▶ _Entries shown_
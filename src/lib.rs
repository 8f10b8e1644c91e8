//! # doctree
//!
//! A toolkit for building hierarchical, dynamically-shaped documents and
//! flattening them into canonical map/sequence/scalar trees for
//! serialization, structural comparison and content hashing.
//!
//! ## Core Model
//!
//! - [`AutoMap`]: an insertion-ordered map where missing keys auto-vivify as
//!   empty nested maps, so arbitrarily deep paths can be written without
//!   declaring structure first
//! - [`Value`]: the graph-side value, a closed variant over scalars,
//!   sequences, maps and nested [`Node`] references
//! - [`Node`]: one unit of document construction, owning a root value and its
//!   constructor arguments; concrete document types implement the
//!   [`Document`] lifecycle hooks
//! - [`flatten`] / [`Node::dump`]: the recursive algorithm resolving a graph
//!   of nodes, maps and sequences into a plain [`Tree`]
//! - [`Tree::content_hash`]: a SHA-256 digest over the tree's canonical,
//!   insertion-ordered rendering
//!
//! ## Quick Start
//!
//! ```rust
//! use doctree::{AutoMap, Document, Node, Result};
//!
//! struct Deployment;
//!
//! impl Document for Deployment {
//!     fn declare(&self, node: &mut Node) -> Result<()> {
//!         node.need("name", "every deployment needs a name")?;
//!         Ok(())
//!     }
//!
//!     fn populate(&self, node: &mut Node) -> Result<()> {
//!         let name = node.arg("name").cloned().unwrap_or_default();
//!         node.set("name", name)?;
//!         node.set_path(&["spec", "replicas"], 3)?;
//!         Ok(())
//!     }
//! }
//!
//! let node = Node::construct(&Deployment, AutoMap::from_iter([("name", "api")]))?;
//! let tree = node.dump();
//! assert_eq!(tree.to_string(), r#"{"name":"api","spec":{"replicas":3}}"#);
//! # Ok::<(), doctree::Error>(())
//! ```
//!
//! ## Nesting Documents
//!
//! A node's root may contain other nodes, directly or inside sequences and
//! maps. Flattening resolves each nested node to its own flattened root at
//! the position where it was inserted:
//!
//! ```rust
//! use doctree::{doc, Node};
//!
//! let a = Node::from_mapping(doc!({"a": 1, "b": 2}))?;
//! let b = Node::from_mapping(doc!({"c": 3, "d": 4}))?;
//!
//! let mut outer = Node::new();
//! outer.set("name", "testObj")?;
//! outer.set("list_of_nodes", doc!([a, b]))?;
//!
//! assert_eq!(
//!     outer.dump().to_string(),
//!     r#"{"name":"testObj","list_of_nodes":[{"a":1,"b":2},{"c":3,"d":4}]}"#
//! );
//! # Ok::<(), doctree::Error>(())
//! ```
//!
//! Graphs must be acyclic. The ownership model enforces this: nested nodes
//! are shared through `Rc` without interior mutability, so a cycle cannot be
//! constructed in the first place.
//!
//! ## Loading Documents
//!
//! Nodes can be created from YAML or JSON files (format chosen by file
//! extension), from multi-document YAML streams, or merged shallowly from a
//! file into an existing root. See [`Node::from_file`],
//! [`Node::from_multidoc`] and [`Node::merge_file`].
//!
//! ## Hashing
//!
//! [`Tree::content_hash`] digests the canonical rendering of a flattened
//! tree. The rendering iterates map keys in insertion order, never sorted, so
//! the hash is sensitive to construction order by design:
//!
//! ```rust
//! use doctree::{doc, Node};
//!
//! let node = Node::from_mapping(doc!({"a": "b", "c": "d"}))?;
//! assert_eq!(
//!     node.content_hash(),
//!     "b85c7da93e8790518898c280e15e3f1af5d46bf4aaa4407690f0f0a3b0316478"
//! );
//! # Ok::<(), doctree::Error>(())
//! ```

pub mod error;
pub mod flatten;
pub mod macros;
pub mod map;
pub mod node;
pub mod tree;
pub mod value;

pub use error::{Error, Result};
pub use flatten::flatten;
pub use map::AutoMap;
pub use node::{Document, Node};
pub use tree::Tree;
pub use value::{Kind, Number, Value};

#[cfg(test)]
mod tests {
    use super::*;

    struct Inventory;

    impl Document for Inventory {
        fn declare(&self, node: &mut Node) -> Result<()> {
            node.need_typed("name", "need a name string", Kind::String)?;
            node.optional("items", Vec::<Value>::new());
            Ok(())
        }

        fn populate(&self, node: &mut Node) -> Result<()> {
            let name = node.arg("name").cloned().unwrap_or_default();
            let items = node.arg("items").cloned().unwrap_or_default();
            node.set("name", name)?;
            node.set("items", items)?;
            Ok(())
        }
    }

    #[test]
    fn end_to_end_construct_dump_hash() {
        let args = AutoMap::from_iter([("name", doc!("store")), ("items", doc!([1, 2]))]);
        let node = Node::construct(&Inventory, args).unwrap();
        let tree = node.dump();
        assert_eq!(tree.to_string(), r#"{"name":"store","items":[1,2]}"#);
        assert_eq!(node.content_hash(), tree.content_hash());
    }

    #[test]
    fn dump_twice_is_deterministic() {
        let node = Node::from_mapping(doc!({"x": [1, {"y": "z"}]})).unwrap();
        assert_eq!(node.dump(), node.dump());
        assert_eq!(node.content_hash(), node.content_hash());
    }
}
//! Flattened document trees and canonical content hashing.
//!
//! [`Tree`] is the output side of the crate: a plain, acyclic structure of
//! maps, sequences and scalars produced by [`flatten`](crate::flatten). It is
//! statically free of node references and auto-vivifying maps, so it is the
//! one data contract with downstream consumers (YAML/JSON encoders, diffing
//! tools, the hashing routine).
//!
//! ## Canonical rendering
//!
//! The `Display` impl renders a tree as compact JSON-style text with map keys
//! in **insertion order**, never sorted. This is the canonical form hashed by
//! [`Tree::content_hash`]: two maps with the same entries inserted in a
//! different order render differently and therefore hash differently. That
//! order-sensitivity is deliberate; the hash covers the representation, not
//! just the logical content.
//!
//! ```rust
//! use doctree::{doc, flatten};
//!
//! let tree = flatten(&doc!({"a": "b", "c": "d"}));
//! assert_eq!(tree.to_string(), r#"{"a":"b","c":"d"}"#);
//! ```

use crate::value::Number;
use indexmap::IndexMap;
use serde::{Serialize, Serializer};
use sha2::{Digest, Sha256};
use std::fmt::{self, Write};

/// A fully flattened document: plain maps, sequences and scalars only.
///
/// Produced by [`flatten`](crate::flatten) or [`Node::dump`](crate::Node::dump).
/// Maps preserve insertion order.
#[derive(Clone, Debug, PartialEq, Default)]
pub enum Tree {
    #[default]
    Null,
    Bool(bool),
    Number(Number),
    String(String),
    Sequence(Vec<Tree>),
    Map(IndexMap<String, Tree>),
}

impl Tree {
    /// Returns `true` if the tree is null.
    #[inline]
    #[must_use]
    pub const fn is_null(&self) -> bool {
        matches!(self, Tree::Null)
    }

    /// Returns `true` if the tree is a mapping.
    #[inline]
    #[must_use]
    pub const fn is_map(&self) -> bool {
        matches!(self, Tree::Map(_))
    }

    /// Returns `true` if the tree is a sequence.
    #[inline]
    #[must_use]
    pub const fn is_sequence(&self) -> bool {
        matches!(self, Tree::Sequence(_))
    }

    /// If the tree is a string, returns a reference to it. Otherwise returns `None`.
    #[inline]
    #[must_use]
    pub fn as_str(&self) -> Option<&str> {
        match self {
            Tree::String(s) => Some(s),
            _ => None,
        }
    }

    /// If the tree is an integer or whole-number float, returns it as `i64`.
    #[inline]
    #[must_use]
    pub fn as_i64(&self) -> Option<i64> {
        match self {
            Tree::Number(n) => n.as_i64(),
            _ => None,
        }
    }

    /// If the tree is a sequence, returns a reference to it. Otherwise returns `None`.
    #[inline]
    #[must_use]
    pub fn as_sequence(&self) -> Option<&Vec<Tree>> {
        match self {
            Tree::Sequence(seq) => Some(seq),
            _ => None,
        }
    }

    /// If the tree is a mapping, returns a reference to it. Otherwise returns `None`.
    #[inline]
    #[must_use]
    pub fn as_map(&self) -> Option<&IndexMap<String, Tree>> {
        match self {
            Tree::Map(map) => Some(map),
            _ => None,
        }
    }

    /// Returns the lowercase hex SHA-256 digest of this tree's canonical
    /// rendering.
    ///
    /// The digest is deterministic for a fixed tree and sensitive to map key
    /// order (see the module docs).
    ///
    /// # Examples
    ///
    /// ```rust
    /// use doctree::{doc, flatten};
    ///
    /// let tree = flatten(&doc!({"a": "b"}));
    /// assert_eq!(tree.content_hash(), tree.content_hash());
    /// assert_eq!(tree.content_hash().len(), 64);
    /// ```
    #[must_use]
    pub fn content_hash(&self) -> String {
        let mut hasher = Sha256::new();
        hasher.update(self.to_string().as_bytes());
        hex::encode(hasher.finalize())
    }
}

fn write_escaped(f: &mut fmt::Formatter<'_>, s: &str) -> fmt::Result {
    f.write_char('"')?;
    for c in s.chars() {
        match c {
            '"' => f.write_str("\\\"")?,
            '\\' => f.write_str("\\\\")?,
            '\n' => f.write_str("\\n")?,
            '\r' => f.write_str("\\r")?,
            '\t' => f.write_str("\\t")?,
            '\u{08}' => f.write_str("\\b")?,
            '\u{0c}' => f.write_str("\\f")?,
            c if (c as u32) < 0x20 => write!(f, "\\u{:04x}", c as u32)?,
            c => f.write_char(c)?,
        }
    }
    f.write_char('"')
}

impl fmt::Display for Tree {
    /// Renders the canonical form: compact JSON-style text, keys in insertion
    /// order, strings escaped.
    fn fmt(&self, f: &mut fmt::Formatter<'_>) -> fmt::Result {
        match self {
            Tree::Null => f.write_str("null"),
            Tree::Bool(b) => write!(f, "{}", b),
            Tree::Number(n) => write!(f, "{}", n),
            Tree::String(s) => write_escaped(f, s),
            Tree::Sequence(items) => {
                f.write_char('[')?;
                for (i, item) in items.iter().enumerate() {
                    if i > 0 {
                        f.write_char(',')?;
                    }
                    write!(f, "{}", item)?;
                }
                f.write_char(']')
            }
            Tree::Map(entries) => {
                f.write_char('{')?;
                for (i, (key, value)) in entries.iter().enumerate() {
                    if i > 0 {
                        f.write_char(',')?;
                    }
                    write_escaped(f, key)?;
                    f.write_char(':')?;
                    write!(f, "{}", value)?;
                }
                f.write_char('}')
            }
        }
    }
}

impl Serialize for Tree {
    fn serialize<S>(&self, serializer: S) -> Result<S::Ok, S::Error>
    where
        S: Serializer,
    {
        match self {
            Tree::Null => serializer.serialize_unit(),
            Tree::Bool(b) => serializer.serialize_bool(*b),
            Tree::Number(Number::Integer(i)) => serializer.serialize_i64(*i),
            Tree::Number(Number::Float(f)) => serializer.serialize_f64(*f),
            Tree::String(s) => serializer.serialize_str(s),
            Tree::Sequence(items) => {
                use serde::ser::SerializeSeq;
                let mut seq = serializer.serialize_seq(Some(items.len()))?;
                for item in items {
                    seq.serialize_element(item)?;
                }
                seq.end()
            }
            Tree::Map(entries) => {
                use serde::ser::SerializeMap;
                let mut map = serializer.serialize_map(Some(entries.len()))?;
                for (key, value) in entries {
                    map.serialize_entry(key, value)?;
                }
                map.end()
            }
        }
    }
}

▶ _Activity_
Begin at the first line of the records above and quote every line verbatim through the one that contains "keys auto-vivify as".

▶ _Answer section_
filename src/lib.rs
repository 8f10b8e1644c91e8
//! # doctree
//!
//! A toolkit for building hierarchical, dynamically-shaped documents and
//! flattening them into canonical map/sequence/scalar trees for
//! serialization, structural comparison and content hashing.
//!
//! ## Core Model
//!
//! - [`AutoMap`]: an insertion-ordered map where missing keys auto-vivify as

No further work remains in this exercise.